Directions for this task
In the data below, locate each line with the word "ParseMode" and list it.

(Saved entries)

━━━━━━━━━━

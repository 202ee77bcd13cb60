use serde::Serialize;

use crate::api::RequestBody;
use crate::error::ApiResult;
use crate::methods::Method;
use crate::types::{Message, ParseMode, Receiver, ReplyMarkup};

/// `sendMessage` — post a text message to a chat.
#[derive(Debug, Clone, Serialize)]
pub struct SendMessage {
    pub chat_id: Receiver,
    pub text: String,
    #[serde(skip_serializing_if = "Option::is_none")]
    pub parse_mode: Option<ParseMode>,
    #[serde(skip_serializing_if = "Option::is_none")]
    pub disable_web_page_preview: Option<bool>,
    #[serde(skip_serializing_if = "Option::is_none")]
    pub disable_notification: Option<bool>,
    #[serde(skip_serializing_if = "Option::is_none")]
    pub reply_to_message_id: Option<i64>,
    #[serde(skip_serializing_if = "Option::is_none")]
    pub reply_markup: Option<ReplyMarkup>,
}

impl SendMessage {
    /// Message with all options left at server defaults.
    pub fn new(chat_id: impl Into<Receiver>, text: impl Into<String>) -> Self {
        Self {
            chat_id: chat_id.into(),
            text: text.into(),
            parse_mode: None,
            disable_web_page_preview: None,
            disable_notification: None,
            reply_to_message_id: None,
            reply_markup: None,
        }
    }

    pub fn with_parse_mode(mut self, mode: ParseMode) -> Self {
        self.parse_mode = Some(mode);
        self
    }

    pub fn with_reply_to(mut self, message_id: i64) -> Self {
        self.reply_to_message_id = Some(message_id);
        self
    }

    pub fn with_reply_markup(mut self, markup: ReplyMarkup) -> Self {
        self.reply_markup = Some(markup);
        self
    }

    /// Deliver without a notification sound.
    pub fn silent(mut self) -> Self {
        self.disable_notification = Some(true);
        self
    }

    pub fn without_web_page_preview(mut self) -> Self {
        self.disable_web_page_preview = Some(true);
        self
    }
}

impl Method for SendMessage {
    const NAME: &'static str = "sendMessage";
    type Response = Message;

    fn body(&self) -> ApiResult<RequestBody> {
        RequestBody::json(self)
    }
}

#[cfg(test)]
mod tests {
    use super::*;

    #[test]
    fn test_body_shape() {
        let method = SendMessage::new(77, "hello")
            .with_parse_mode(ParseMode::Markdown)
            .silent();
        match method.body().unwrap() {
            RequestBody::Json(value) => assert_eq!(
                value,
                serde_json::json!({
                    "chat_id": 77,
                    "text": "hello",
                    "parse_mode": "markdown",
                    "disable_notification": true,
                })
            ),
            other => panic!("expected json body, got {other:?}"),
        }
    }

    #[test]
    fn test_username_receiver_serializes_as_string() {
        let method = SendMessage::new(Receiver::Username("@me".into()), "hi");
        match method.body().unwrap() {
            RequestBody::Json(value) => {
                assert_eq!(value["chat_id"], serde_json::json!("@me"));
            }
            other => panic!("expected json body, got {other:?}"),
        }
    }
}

━━━━━━━━━━

Finished task
use crate::types::{Message, ParseMode, Receiver, ReplyMarkup};
    pub parse_mode: Option<ParseMode>,
    pub fn with_parse_mode(mut self, mode: ParseMode) -> Self {
            .with_parse_mode(ParseMode::Markdown)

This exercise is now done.